Pundits from afar

It makes no sense for the secular Supreme Court to tell the rabbinate if it should grant a kashrut certificate for produce grown on land "sold" to a non-Jew in the shemita year.

Jerusalem chief rabbinate 311 (photo credit: Marc Israel Sellem)
Jerusalem chief rabbinate 311
(photo credit: Marc Israel Sellem)
From their offices at the Contemporary Jewish Life Division of the American Jewish Committee, Prof. Steven Bayme and Dr. Dov Zakheim criticize the Chief Rabbinate and provide their prescription for reform (“Whither the Chief Rabbinate?” – December 26, 2012).
Apparently, having recognized their failure in leading the Jewish community in the United States, which suffers from an assimilation rate of more than 50 percent, the AJC leadership believes it will be more successful if it turns its focus, from thousands of miles away, on Israel in general and the rabbinate in particular. And even if they fail, these pundits will not suffer the consequences, since they and their families do not live in Israel, their children do not go to the army in Israel, nor will their children face the issues which the authors treat in their article.
Bayme and Zakheim open their remarks with a critical quotation against the Chief Rabbinate from an “independent” expert – the former chancellor of the Jewish Theological Seminary, the bastion of Conservative Judaism in the USA, who cannot find a “scintilla of moral worth” in the office of the Chief Rabbinate. We would not have expected anything else. Indeed, one could safely assume that the Chief Rabbinate would say something similar – although probably less radical – against Conservative Judaism as a whole. So much for setting the stage of the discussion.
What do the AJC authors seek from the Chief Rabbinate? “A welcoming attitude toward Jews outside the religious mainstream” including “those converting to Judaism.” As precedent, they cite former chief rabbi Shlomo Goren, who – they posit – was more “inclusive” on questions of status, marriage and conversion.
LET US call a spade a spade. The authors want the Chief Rabbinate to depart from halachic requirements – it’s as simple as that. Under Jewish law, a person cannot convert unless he accepts the “yoke of Jewish law.”
To do so, the convert must first study, be tested and thereafter declare his allegiance to Halacha.
It is incontrovertible that 90% of conversions in Israel are a farce. I once asked a counselor in the army’s conversion school how many converts are actually observant after their conversion.
The answer was: “almost none.” How should the rabbinate react, according to the AJC authors, if a person declares on Thursday: “I am an observant Jew,” and then on Friday night celebrates his conversion at a disco which serves pork? If the reader is interested in more data concerning this situation, he is referred to Rabbi Nachum Orenstein’s book on the conversion travesty.

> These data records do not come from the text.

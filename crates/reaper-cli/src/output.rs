use reaper_core::ReconcileReport;
use serde::Serialize;

pub fn print_json<T: Serialize>(value: &T) -> anyhow::Result<()> {
    let json = serde_json::to_string_pretty(value)?;
    println!("{}", json);
    Ok(())
}

pub fn print_report(report: &ReconcileReport) {
    print!("{}", render_report(report));
}

fn render_report(report: &ReconcileReport) -> String {
    let (verb, names) = if report.dry_run {
        ("would delete", &report.candidates)
    } else {
        ("deleted", &report.deleted)
    };

    if names.is_empty() {
        return "Nothing to delete.\n".to_string();
    }
    let mut out = format!("{verb} {} namespace(s):\n", names.len());
    for name in names {
        out.push_str(&format!("  {name}\n"));
    }
    out
}
use crate::cluster::ClusterError;
use thiserror::Error;

#[derive(Debug, Error)]
pub enum ReaperError {
    #[error("cannot list namespaces")]
    List(#[source] ClusterError),

    #[error("cannot delete namespace '{namespace}'")]
    Delete {
        namespace: String,
        #[source]
        source: ClusterError,
    },

    #[error("invalid configuration: {0}")]
    Config(String),

    #[error(transparent)]
    Io(#[from] std::io::Error),

    #[error(transparent)]
    Yaml(#[from] serde_yaml::Error),
}

impl ReaperError {
    pub fn config(msg: impl Into<String>) -> Self {
        Self::Config(msg.into())
    }

    /// The namespace whose deletion failed, if this is a delete error.
    pub fn failed_namespace(&self) -> Option<&str> {
        match self {
            Self::Delete { namespace, .. } => Some(namespace),
            _ => None,
        }
    }
}

pub type Result<T> = std::result::Result<T, ReaperError>;

#[cfg(test)]
mod tests {
    use super::*;
    use std::error::Error as _;

    /// Render the message chain the way `{:#}` on an `anyhow::Error` does.
    fn chain(err: &ReaperError) -> String {
        let mut out = err.to_string();
        let mut next = err.source();
        while let Some(cause) = next {
            out.push_str(": ");
            out.push_str(&cause.to_string());
            next = cause.source();
        }
        out
    }

    #[test]
    fn list_error_names_cause_once() {
        let err = ReaperError::List(ClusterError::Api("x".into()));
        assert_eq!(err.to_string(), "cannot list namespaces");
        assert_eq!(chain(&err), "cannot list namespaces: cluster API error: x");
    }

    #[test]
    fn delete_error_names_namespace_and_cause_once() {
        let err = ReaperError::Delete {
            namespace: "custom".into(),
            source: ClusterError::NotFound("custom".into()),
        };
        assert_eq!(err.failed_namespace(), Some("custom"));
        assert_eq!(
            chain(&err),
            "cannot delete namespace 'custom': namespace not found: custom"
        );
    }

    #[test]
    fn config_error_has_no_source() {
        let err = ReaperError::config("bad hour");
        assert!(err.source().is_none());
        assert_eq!(chain(&err), "invalid configuration: bad hour");
    }
}
use actix_web::{web, App, HttpResponse, HttpServer};
use actix_web_security_headers::{
    configure_security_headers, LocaleHostnames, SecurityHeaders, SecurityHeadersConfig,
    SecurityHeadersError, SecurityHeadersMiddleware, SiteContext,
};
use std::{io, sync::Arc};

async fn index(headers: web::Data<SecurityHeaders>) -> HttpResponse {
    let csp = headers.content_security_policy().unwrap_or("(none)");
    HttpResponse::Ok()
        .content_type("text/plain")
        .body(format!("Content-Security-Policy: {}\n", csp))
}

fn startup_error(err: SecurityHeadersError) -> io::Error {
    io::Error::new(io::ErrorKind::InvalidInput, err)
}

#[actix_web::main]
async fn main() -> io::Result<()> {
    env_logger::Builder::from_env(env_logger::Env::default().default_filter_or("info")).init();

    let config = match std::env::args().nth(1) {
        Some(path) => SecurityHeadersConfig::from_json_file(path).map_err(startup_error)?,
        None => SecurityHeadersConfig::default(),
    };

    let base_url = std::env::var("BASE_URL").unwrap_or_else(|_| "http://localhost:8080".to_owned());
    let media_url = std::env::var("MEDIA_URL").unwrap_or_else(|_| "/uploads".to_owned());
    let locales = match std::env::var("LOCALE_HOSTNAMES") {
        Ok(json) => Some(
            serde_json::from_str::<LocaleHostnames>(&json)
                .map_err(|e| startup_error(e.into()))?,
        ),
        Err(_) => None,
    };

    let mut site = SiteContext::new().base_url(&base_url).media_storage(&media_url);
    if let Some(locales) = &locales {
        site = site.locales(locales);
    }

    let headers = Arc::new(SecurityHeaders::compute(&config, site).map_err(startup_error)?);
    for (name, value) in headers.iter() {
        log::info!("{}: {}", name, value.to_str().unwrap_or("<binary>"));
    }

    HttpServer::new(move || {
        App::new()
            .wrap(SecurityHeadersMiddleware::from_shared(headers.clone()))
            .configure(configure_security_headers(headers.clone()))
            .route("/", web::get().to(index))
    })
    .bind(("127.0.0.1", 8080))?
    .run()
    .await
}
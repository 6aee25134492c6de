use crate::constants::{
    HEADER_CSP, HEADER_HSTS, HEADER_PERMISSIONS_POLICY, HEADER_REFERRER_POLICY,
    HEADER_X_CONTENT_TYPE_OPTIONS, HEADER_X_FRAME_OPTIONS, NOSNIFF,
};
use crate::core::config::{CspMode, HeaderSetting, SecurityHeadersConfig};
use crate::core::hosts::resolve_hosts;
use crate::core::merge::build_csp_header;
use crate::core::site::SiteContext;
use crate::error::SecurityHeadersError;
use actix_web::http::header::{HeaderMap, HeaderName, HeaderValue};

/// The finished header set, computed once at startup and only read afterwards.
#[derive(Debug, Clone, Default, PartialEq, Eq)]
pub struct SecurityHeaders {
    headers: Vec<(HeaderName, HeaderValue)>,
}

impl SecurityHeaders {
    pub fn compute(
        config: &SecurityHeadersConfig,
        site: SiteContext<'_>,
    ) -> Result<Self, SecurityHeadersError> {
        let mut headers = Self::default();

        headers.push_setting(HEADER_HSTS, config.strict_transport_security())?;
        headers.push_setting(HEADER_X_FRAME_OPTIONS, config.x_frame_options())?;
        headers.push(HEADER_X_CONTENT_TYPE_OPTIONS, NOSNIFF.to_owned())?;
        headers.push_setting(HEADER_REFERRER_POLICY, config.referrer_policy())?;
        headers.push_setting(HEADER_PERMISSIONS_POLICY, config.permissions_policy())?;

        match config.content_security_policy() {
            CspMode::Computed => {
                let hosts = resolve_hosts(config, site)?;
                let fragments = config.fragments();
                let policy = build_csp_header(fragments.enabled().map(|(_, f)| f), &hosts)?;
                headers.push(HEADER_CSP, policy)?;
            }
            CspMode::Literal(policy) => {
                headers.push(HEADER_CSP, policy.to_string())?;
            }
            CspMode::Disabled => {}
        }

        log::info!(
            "Computed {} security headers (Content-Security-Policy {})",
            headers.len(),
            config.content_security_policy()
        );
        Ok(headers)
    }

    fn push_setting(
        &mut self,
        name: &'static str,
        setting: &HeaderSetting,
    ) -> Result<(), SecurityHeadersError> {
        match setting.value() {
            Some(value) => self.push(name, value.to_owned()),
            None => Ok(()),
        }
    }

    fn push(&mut self, name: &'static str, value: String) -> Result<(), SecurityHeadersError> {
        let header_value = HeaderValue::from_str(&value).map_err(|_| {
            SecurityHeadersError::InvalidHeaderValue {
                header: name,
                value,
            }
        })?;
        self.headers
            .push((HeaderName::from_static(name), header_value));
        Ok(())
    }

    #[inline]
    pub fn get(&self, name: &str) -> Option<&HeaderValue> {
        self.headers
            .iter()
            .find(|(header, _)| header.as_str().eq_ignore_ascii_case(name))
            .map(|(_, value)| value)
    }

    #[inline]
    pub fn content_security_policy(&self) -> Option<&str> {
        self.get(HEADER_CSP)?.to_str().ok()
    }

    #[inline]
    pub fn iter(&self) -> impl Iterator<Item = (&HeaderName, &HeaderValue)> {
        self.headers.iter().map(|(name, value)| (name, value))
    }

    #[inline]
    pub fn len(&self) -> usize {
        self.headers.len()
    }

    #[inline]
    pub fn is_empty(&self) -> bool {
        self.headers.is_empty()
    }

    /// Writes every header not already present in `target`.
    pub fn apply_to(&self, target: &mut HeaderMap) {
        for (name, value) in &self.headers {
            if !target.contains_key(name) {
                target.insert(name.clone(), value.clone());
            }
        }
    }
}
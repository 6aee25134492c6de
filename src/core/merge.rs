use crate::constants::{DEFAULT_BUFFER_CAPACITY, HOSTS_PLACEHOLDER, SEMICOLON_SPACE};
use crate::core::fragment::PolicyFragment;
use crate::core::hosts::HostSet;
use crate::error::SecurityHeadersError;
use indexmap::IndexMap;
use smallvec::SmallVec;

/// Directive-by-directive union of policy fragments.
///
/// Directives keep the order in which they were first seen across all
/// fragments, and each directive's tokens keep first-seen order without
/// repeats. Browsers honour only one instance of a directive, so fragments
/// widen a shared directive instead of emitting it twice.
#[derive(Debug, Clone, Default, PartialEq, Eq)]
pub struct MergedPolicy {
    directives: IndexMap<String, SmallVec<[String; 4]>>,
}

impl MergedPolicy {
    #[inline]
    pub fn new() -> Self {
        Self::default()
    }

    pub fn from_fragments<'f, I>(fragments: I) -> Self
    where
        I: IntoIterator<Item = &'f PolicyFragment>,
    {
        let mut merged = Self::new();
        for fragment in fragments {
            merged.merge(fragment);
        }
        merged
    }

    pub fn merge(&mut self, fragment: &PolicyFragment) -> &mut Self {
        for (directive, sources) in fragment.iter() {
            let Some(sources) = sources else {
                continue;
            };

            let tokens = self.directives.entry(directive.to_owned()).or_default();
            // Linear scan: directives hold a handful of tokens.
            for token in sources.split_whitespace() {
                if !tokens.iter().any(|existing| existing == token) {
                    tokens.push(token.to_owned());
                }
            }
        }
        self
    }

    #[inline]
    pub fn directive(&self, name: &str) -> Option<&[String]> {
        self.directives.get(name).map(SmallVec::as_slice)
    }

    #[inline]
    pub fn directives(&self) -> impl Iterator<Item = (&str, &[String])> {
        self.directives
            .iter()
            .map(|(name, tokens)| (name.as_str(), tokens.as_slice()))
    }

    #[inline]
    pub fn len(&self) -> usize {
        self.directives.len()
    }

    #[inline]
    pub fn is_empty(&self) -> bool {
        self.directives.is_empty()
    }

    fn estimated_size(&self) -> usize {
        self.directives
            .iter()
            .map(|(name, tokens)| {
                let tokens_len: usize = tokens.iter().map(|t| t.len() + 1).sum();
                name.len() + tokens_len + SEMICOLON_SPACE.len()
            })
            .sum()
    }

    /// Serializes the policy with the `HOSTS` placeholder still in place.
    pub fn render(&self) -> String {
        let capacity = self.estimated_size().max(DEFAULT_BUFFER_CAPACITY);
        let mut buffer = String::with_capacity(capacity);
        for (name, tokens) in &self.directives {
            if !buffer.is_empty() {
                buffer.push_str(SEMICOLON_SPACE);
            }
            buffer.push_str(name);
            for token in tokens {
                buffer.push(' ');
                buffer.push_str(token);
            }
        }
        buffer
    }

    /// Serializes the policy and substitutes every `HOSTS` occurrence with the
    /// host list. Fails rather than emitting the placeholder when `hosts` is empty.
    /// Substitution runs after token deduplication, so a host already listed
    /// beside `HOSTS` is repeated in the output.
    pub fn render_with_hosts(&self, hosts: &HostSet) -> Result<String, SecurityHeadersError> {
        let provisional = self.render();
        if !provisional.contains(HOSTS_PLACEHOLDER) {
            return Ok(provisional);
        }
        if hosts.is_empty() {
            return Err(SecurityHeadersError::EmptyHostSet);
        }
        Ok(provisional.replace(HOSTS_PLACEHOLDER, &hosts.source_list()))
    }
}

/// Merges `fragments` in order and renders the final header value.
pub fn build_csp_header<'f, I>(
    fragments: I,
    hosts: &HostSet,
) -> Result<String, SecurityHeadersError>
where
    I: IntoIterator<Item = &'f PolicyFragment>,
{
    let merged = MergedPolicy::from_fragments(fragments);
    log::debug!("Merged {} Content-Security-Policy directives", merged.len());
    merged.render_with_hosts(hosts)
}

Yes, as the authors argue, the Chief Rabbinate has a public role. Rabbi Goren understood this very well. In the interest of public acceptance and in order to curry favor with the political leadership in his quest for the role of chief rabbi, he made a farce out of the Halacha, with overnight conversions and daytime annulments of weddings to “kasher” mamzerim (persons born as the result of forbidden relationships, or the children of such persons).
Change is indeed needed in the Chief Rabbinate’s office. For a long time I have argued that the state should get out of the business of religion.
Civil marriage should be instituted; conversions and kashrut should be left to the hands of private authorities.
Those who want to be strict will continue to do so. Those who want to be liberal, even to the point of farce (like many Reform clergymen in the United States), should also be permitted to do so. It makes no sense for the secular Supreme Court to tell the rabbinate if it should grant a kashrut certificate for produce grown on land “sold” to a non-Jew in the shemita year.
It makes even less sense for the court to decide if a conversion is valid under the Halacha. A Jew who is strict about kashrut will not decide what he will eat or whom he will marry based on the court’s decisions. A secular state cannot and should not control a religious establishment.
But the rabbinate should not in any way relax its strictures. The authors complain that the rabbinate is not acting as a moral force. I would complain that the authors are being hypocritical by asking the rabbinate to act against their religious conscience, which is well grounded in Halacha.
Hypocrisy is also not “moral.”
According to the authors, the voice of Diaspora Jewry should be heard in the forthcoming elections to the Chief Rabbinate. I wonder what the authors would say if one argued that the voice of the government of Israel should be heard in the election of the American president? The writer teaches at the Achim kollel in Ra’anana.